Feeding is one of the most emotive of all parenting tasks. Any mom of a fussy eater will tell you that this is a horrid challenge, at any age. In addition, research has shown that between sleep issues, colic and fussy feeding – the problem that has the most long-term consequences is fussy eating. Here are three of the more common feeding challenges:
While breast milk is the natural food for babies under 6 months of age, many a mom will tell you that breastfeeding itself does not necessarily come naturally. In fact, breastfeeding can be an enormous challenge. There are three simple tips that may help you on your journey:
- Have reasonable expectations – your baby will feed frequently and while you both are learning a new skill, you may have some upsets along the way. This does not mean you are not a ‘good milk cow’ or that you should throw in the towel, its simply part of the journey.
- Get a lactation consultant in within days of your baby’s birth – she will help you establish a good latch and make you feel more comfortable as you learn how to feed.

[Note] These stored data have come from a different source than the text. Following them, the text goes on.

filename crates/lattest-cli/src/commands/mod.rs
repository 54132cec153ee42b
pub mod test;
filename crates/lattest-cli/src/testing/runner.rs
//! Test runner - compile, interpret and classify discovered cases

use crate::testing::discovery::{SuitePlan, TestCase, TestGroup};
use crate::testing::process::{wait_for, Completion};
use anyhow::{Context, Result};
use std::fmt;
use std::fs::{self, File};
use std::io;
use std::path::{Path, PathBuf};
use std::process::{Command, Stdio};
use std::time::{Duration, Instant};
use tracing::debug;

/// Which external tool a timeout hit
#[derive(Debug, Clone, Copy, PartialEq, Eq)]
pub enum Stage {
    Compile,
    Run,
}

impl fmt::Display for Stage {
    fn fmt(&self, f: &mut fmt::Formatter<'_>) -> fmt::Result {
        match self {
            Stage::Compile => f.write_str("compile"),
            Stage::Run => f.write_str("run"),
        }
    }
}

/// Classification of a single case
#[derive(Debug, Clone, Copy, PartialEq, Eq)]
pub enum TestResult {
    /// Good case: output matched (or was correctly empty)
    Ok,
    /// Good case: output differed from the expectation
    WrongAnswer,
    /// Good case: the compiler rejected it
    CompileError,
    /// Bad case: the compiler rejected it, as it should
    ExpectedCompileError,
    /// Bad case: the compiler accepted it
    UnexpectedAccept,
    /// An external tool ran past the configured timeout
    Timeout { stage: Stage },
}

impl TestResult {
    /// Check if this result is a pass
    pub fn is_pass(&self) -> bool {
        matches!(self, TestResult::Ok | TestResult::ExpectedCompileError)
    }

    /// Check if this result is a failure
    pub fn is_fail(&self) -> bool {
        !self.is_pass()
    }

    /// Label printed after the case path
    pub fn label(&self) -> &'static str {
        match self {
            TestResult::Ok => "OK",
            TestResult::WrongAnswer => "WA",
            TestResult::CompileError | TestResult::ExpectedCompileError => "CE",
            TestResult::UnexpectedAccept => "no CE",
            TestResult::Timeout { .. } => "TIMEOUT",
        }
    }

    /// Every report line but a compile error on a good case is followed by a blank line
    pub fn has_trailing_blank_line(&self) -> bool {
        !matches!(self, TestResult::CompileError)
    }
}

/// A completed test run
#[derive(Debug, Clone)]
pub struct TestRun {
    /// Suite the case was discovered in
    pub suite: String,
    /// The case that was run
    pub case: TestCase,
    /// Result of running the case
    pub result: TestResult,
    /// Wall time spent on the case
    pub duration: Duration,
}

/// Runs cases against an external compiler and interpreter
#[derive(Debug, Clone)]
pub struct TestRunner {
    compiler: PathBuf,
    interpreter: String,
    timeout: Option<Duration>,
    /// Send compiler stdout to our stderr instead of sharing our stdout
    compiler_stdout_to_stderr: bool,
}

impl TestRunner {
    /// Create a runner for `compiler`, interpreting with `lli` and no timeout
    pub fn new(compiler: impl Into<PathBuf>) -> Self {
        Self {
            compiler: compiler.into(),
            interpreter: lattest_config::DEFAULT_INTERPRETER.to_string(),
            timeout: None,
            compiler_stdout_to_stderr: false,
        }
    }

    /// Set the interpreter command
    pub fn with_interpreter(mut self, interpreter: impl Into<String>) -> Self {
        self.interpreter = interpreter.into();
        self
    }

    /// Set the timeout applied to every compiler and interpreter invocation
    pub fn with_timeout(mut self, timeout: Option<Duration>) -> Self {
        self.timeout = timeout;
        self
    }

    /// Keep compiler stdout off our stdout, for reports that must own it
    pub fn with_compiler_stdout_to_stderr(mut self, redirect: bool) -> Self {
        self.compiler_stdout_to_stderr = redirect;
        self
    }

    /// Run every case of the suite in order, handing each result to `on_run` as it completes
    pub fn run<F>(&self, plan: &SuitePlan, mut on_run: F) -> Result<Vec<TestRun>>
    where
        F: FnMut(&TestRun) -> Result<()>,
    {
        let mut runs = Vec::with_capacity(plan.len());
        for group in plan.groups() {
            debug!(dir = %group.dir.display(), cases = group.cases.len(), "running group");
            for case in &group.cases {
                let run = self.run_case(&plan.name, case)?;
                on_run(&run)?;
                runs.push(run);
            }
        }
        Ok(runs)
    }

    /// Run a single case
    pub fn run_case(&self, suite: &str, case: &TestCase) -> Result<TestRun> {
        let start = Instant::now();
        let result = match case.group {
            TestGroup::Good => self.run_good(case)?,
            TestGroup::Bad => self.run_bad(case)?,
        };
        debug!(case = %case.display.display(), result = result.label(), "classified");

        Ok(TestRun {
            suite: suite.to_string(),
            case: case.clone(),
            result,
            duration: start.elapsed(),
        })
    }

    fn run_good(&self, case: &TestCase) -> Result<TestResult> {
        match self.compile(case)? {
            Completion::TimedOut => return Ok(TestResult::Timeout { stage: Stage::Compile }),
            completion if !completion.succeeded() => return Ok(TestResult::CompileError),
            _ => {}
        }

        let capture = case.capture_path();
        let verdict = self.interpret(case, &capture);
        // The capture goes away whatever happened above.
        let removed = fs::remove_file(&capture);
        let verdict = verdict?;
        if let Err(e) = removed {
            if e.kind() != io::ErrorKind::NotFound {
                return Err(e)
                    .with_context(|| format!("failed to remove {}", capture.display()));
            }
        }
        Ok(verdict)
    }

    fn run_bad(&self, case: &TestCase) -> Result<TestResult> {
        Ok(match self.compile(case)? {
            Completion::TimedOut => TestResult::Timeout { stage: Stage::Compile },
            completion if completion.succeeded() => TestResult::UnexpectedAccept,
            _ => TestResult::ExpectedCompileError,
        })
    }

    fn compile(&self, case: &TestCase) -> Result<Completion> {
        debug!(compiler = %self.compiler.display(), source = %case.source.display(), "compiling");
        let mut command = Command::new(&self.compiler);
        command.arg(&case.source);
        if self.compiler_stdout_to_stderr {
            command.stdout(io::stderr());
        }
        let mut child = command
            .spawn()
            .with_context(|| format!("failed to launch compiler {}", self.compiler.display()))?;
        wait_for(&mut child, self.timeout)
            .with_context(|| format!("failed to wait for compiler on {}", case.source.display()))
    }

    fn interpret(&self, case: &TestCase, capture: &Path) -> Result<TestResult> {
        let input_path = case.input_path();
        let stdin = if input_path.is_file() {
            let input = File::open(&input_path)
                .with_context(|| format!("failed to open {}", input_path.display()))?;
            Stdio::from(input)
        } else {
            Stdio::null()
        };

        let output = File::create(capture)
            .with_context(|| format!("failed to create {}", capture.display()))?;
        let stderr = output
            .try_clone()
            .with_context(|| format!("failed to share {}", capture.display()))?;

        let artifact = case.artifact_path();
        debug!(interpreter = %self.interpreter, artifact = %artifact.display(), "interpreting");
        let mut child = Command::new(&self.interpreter)
            .arg(&artifact)
            .stdin(stdin)
            .stdout(Stdio::from(output))
            .stderr(Stdio::from(stderr))
            .spawn()
            .with_context(|| format!("failed to launch interpreter {}", self.interpreter))?;

        // `Command` owns the input and capture handles, so they are closed once it drops.
        let completion = wait_for(&mut child, self.timeout)
            .with_context(|| format!("failed to wait for interpreter on {}", artifact.display()))?;
        if completion == Completion::TimedOut {
            return Ok(TestResult::Timeout { stage: Stage::Run });
        }

        if output_matches(case, capture)? {
            Ok(TestResult::Ok)
        } else {
            Ok(TestResult::WrongAnswer)
        }
    }
}

/// Compare the capture with `<case>.output`, or require it to be empty when there is none
fn output_matches(case: &TestCase, capture: &Path) -> Result<bool> {
    let expected_path = case.expected_output_path();
    if expected_path.is_file() {
        let expected = fs::read(&expected_path)
            .with_context(|| format!("failed to read {}", expected_path.display()))?;
        let actual =
            fs::read(capture).with_context(|| format!("failed to read {}", capture.display()))?;
        Ok(expected == actual)
    } else {
        let len = fs::metadata(capture)
            .with_context(|| format!("failed to stat {}", capture.display()))?
            .len();
        Ok(len == 0)
    }
}
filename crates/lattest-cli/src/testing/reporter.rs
//! Test reporter - display test results

use crate::testing::runner::{TestResult, TestRun};
use colored::*;
use std::io::{self, Write};
use std::time::Duration;

/// How results are written
#[derive(Debug, Clone, Copy, PartialEq, Eq, Default)]
pub enum ReportFormat {
    /// One colored line per case, as it completes
    #[default]
    Lines,
    /// A single JSON document once every suite has run
    Json,
}

/// Test reporter with output configuration
pub struct TestReporter<W: Write> {
    out: W,
    format: ReportFormat,
    /// Print totals after the run
    summary: bool,
    /// Emit ANSI colors on labels
    color: bool,
}

impl<W: Write> TestReporter<W> {
    /// Create a new line reporter with colors on and no summary
    pub fn new(out: W) -> Self {
        Self {
            out,
            format: ReportFormat::Lines,
            summary: false,
            color: true,
        }
    }

    /// Select the output format
    pub fn with_format(mut self, format: ReportFormat) -> Self {
        self.format = format;
        self
    }

    /// Print totals after the run
    pub fn with_summary(mut self, summary: bool) -> Self {
        self.summary = summary;
        self
    }

    /// Disable colored output
    pub fn with_no_color(mut self, no_color: bool) -> Self {
        self.color = !no_color;
        self
    }

    /// Report a single completed case
    pub fn report_run(&mut self, run: &TestRun) -> io::Result<()> {
        if self.format != ReportFormat::Lines {
            return Ok(());
        }

        writeln!(
            self.out,
            "{} {}",
            run.case.display.display(),
            self.paint(&run.result)
        )?;
        if run.result.has_trailing_blank_line() {
            writeln!(self.out)?;
        }
        self.out.flush()
    }

    /// Finish the report once every suite has run
    pub fn finish(&mut self, runs: &[TestRun], elapsed: Duration) -> io::Result<()> {
        match self.format {
            ReportFormat::Lines if self.summary => self.print_summary(runs, elapsed),
            ReportFormat::Lines => Ok(()),
            ReportFormat::Json => self.print_json(runs, elapsed),
        }?;
        self.out.flush()
    }

    #[cfg(test)]
    pub fn into_inner(self) -> W {
        self.out
    }

    fn paint(&self, result: &TestResult) -> String {
        let label = result.label();
        if !self.color {
            return label.to_string();
        }
        let colored = match result {
            TestResult::Ok | TestResult::ExpectedCompileError => label.green(),
            TestResult::WrongAnswer | TestResult::Timeout { .. } => label.yellow(),
            TestResult::CompileError | TestResult::UnexpectedAccept => label.red(),
        };
        colored.to_string()
    }

    /// Print summary statistics
    fn print_summary(&mut self, runs: &[TestRun], elapsed: Duration) -> io::Result<()> {
        let total = runs.len();
        let passed = runs.iter().filter(|r| r.result.is_pass()).count();
        let failed = runs.iter().filter(|r| r.result.is_fail()).count();

        writeln!(self.out, "{}", "─".repeat(50))?;

        let (status, failed_count) = if !self.color {
            let status = if failed > 0 { "FAILED" } else { "PASSED" };
            (status.to_string(), failed.to_string())
        } else if failed > 0 {
            (
                "FAILED".red().bold().to_string(),
                failed.to_string().red().bold().to_string(),
            )
        } else {
            ("PASSED".green().bold().to_string(), failed.to_string())
        };

        writeln!(
            self.out,
            "Test result: {} | {} total, {} passed, {} failed",
            status, total, passed, failed_count
        )?;
        writeln!(self.out, "Time: {:.2?}", elapsed)
    }

    fn print_json(&mut self, runs: &[TestRun], elapsed: Duration) -> io::Result<()> {
        let passed = runs.iter().filter(|r| r.result.is_pass()).count();
        let results: Vec<_> = runs
            .iter()
            .map(|r| {
                let stage = match r.result {
                    TestResult::Timeout { stage } => Some(stage.to_string()),
                    _ => None,
                };
                serde_json::json!({
                    "suite": r.suite,
                    "case": r.case.display.display().to_string(),
                    "group": r.case.group.to_string(),
                    "label": r.result.label(),
                    "passed": r.result.is_pass(),
                    "timed_out": stage,
                    "duration_ms": r.duration.as_millis(),
                })
            })
            .collect();

        writeln!(
            self.out,
            "{}",
            serde_json::json!({
                "tests": runs.len(),
                "passed": passed,
                "failed": runs.len() - passed,
                "duration_ms": elapsed.as_millis(),
                "results": results,
            })
        )
    }
}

- Feed on demand for the first 6 weeks or until your milk supply is well established. Four hourly breastfeeds are not the norm in the early days and will impact your milk supply negatively.
Introducing solids needs not be a challenge at all. Three simple tips for solids introduction:
- Be lead by your baby as to when she needs solids. If she is no longer satisfied between feeds and is waking more frequently at night, is very interested in you eating and is stable in supported sitting, your baby may be ready. Ask your clinic sister at this point when your baby should have solids.
- Start with either a single grain cereal or a plain veggie that has been smoothly pureed.
- Feed your baby her first solid meals an hour after a milk feed, when she is not too tired. It’s a learning curve at first and she needs to be well rested so she can learn a new skill.
Many toddlers are fussy eaters. Remember these three tips to get you through the toddler years:
- Toddlers eat best in the morning, less at lunch and may eat barely anything at dinner – don’t fight at dinner time, just be sure to offer healthy options at all three meals. And relax about the quantities.
- Give your toddler control – a smorgasboard of nibbly foods often goes down better than a bowl full of mush.
- Add energy rich foods to each meal – hiding healthy calories in the small amount your toddler eats. Examples of these types of foods are: full-cream powered milk in mince, potatoes and cereal; full-fat cheese or cream cheese; cooked egg yolk in white sauce and peanut butter as a healthy spread.